*Exercise directions*. Go through the listing below and state how many lines hold the word "FxHashMap", giving only the number.

*Material shown*.
Content starts

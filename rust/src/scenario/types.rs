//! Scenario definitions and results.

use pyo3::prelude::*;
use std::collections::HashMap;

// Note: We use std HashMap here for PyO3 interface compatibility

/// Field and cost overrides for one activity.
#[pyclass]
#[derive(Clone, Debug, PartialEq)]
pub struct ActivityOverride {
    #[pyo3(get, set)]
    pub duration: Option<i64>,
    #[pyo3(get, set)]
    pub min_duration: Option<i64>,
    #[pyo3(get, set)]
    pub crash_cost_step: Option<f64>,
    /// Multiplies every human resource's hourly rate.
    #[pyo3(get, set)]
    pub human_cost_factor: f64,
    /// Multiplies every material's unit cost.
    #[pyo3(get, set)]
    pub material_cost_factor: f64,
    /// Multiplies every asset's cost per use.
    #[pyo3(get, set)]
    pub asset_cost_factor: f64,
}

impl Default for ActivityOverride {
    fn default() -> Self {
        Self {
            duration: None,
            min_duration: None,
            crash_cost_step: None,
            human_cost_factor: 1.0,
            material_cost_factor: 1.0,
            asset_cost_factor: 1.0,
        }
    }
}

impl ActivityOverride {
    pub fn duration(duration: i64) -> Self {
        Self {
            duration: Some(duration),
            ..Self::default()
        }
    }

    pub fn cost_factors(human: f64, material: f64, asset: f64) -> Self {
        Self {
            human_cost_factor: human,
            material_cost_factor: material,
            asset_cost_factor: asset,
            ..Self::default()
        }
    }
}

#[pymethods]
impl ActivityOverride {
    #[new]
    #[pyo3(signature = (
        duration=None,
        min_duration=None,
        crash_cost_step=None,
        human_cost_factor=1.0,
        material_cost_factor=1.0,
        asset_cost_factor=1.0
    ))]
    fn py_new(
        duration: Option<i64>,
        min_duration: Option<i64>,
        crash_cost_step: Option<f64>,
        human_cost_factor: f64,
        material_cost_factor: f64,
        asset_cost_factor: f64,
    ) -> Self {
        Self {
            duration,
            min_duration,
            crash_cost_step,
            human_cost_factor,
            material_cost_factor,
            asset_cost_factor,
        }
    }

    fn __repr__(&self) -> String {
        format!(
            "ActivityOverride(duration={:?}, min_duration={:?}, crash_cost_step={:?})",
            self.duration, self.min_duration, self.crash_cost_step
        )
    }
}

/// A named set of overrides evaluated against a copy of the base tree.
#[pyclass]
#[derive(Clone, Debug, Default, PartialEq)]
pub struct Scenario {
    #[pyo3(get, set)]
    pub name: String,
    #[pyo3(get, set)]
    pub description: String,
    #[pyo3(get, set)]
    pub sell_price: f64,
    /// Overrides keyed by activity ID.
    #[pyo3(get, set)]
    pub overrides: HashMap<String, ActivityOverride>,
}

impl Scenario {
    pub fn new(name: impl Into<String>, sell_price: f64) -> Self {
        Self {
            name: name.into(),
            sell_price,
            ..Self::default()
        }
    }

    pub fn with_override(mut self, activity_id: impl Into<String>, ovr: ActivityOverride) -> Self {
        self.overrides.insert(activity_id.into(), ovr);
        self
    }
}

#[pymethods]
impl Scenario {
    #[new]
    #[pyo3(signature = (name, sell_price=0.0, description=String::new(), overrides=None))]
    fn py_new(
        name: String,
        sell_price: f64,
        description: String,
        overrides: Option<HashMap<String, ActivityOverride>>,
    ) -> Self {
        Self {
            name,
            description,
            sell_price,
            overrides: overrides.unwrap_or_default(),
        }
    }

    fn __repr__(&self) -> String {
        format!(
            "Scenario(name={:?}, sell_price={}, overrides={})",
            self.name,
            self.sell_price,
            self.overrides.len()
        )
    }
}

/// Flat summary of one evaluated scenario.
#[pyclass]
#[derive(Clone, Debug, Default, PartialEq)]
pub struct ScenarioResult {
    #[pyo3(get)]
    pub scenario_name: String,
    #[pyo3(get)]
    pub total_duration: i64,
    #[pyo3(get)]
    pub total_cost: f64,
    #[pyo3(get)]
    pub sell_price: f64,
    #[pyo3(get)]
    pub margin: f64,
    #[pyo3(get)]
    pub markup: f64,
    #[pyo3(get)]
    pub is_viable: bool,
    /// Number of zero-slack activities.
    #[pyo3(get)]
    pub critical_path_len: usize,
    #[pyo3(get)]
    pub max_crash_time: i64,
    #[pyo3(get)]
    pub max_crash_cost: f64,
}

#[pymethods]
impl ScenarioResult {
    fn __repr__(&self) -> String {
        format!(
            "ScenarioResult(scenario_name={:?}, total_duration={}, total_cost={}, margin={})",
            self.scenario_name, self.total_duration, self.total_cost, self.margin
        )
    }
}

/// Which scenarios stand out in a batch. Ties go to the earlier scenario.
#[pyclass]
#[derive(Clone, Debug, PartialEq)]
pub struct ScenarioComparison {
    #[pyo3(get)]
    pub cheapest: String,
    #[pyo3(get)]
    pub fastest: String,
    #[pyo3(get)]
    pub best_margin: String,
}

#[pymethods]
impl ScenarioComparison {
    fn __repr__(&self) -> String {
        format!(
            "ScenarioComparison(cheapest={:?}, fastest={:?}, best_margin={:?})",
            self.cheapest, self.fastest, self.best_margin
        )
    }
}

Content ends
Content starts

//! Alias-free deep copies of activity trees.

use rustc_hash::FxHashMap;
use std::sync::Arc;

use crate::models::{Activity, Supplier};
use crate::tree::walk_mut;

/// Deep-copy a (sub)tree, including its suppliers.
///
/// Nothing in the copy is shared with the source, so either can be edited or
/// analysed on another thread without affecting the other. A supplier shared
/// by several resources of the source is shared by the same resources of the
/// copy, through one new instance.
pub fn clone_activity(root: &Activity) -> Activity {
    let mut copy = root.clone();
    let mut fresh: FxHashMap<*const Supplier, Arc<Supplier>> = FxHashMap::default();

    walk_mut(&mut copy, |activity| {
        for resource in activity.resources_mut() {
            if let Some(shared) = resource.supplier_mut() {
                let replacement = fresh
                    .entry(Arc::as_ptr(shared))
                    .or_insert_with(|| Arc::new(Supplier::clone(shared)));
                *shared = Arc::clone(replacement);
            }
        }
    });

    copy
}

Content ends

*Reply to the task*. 2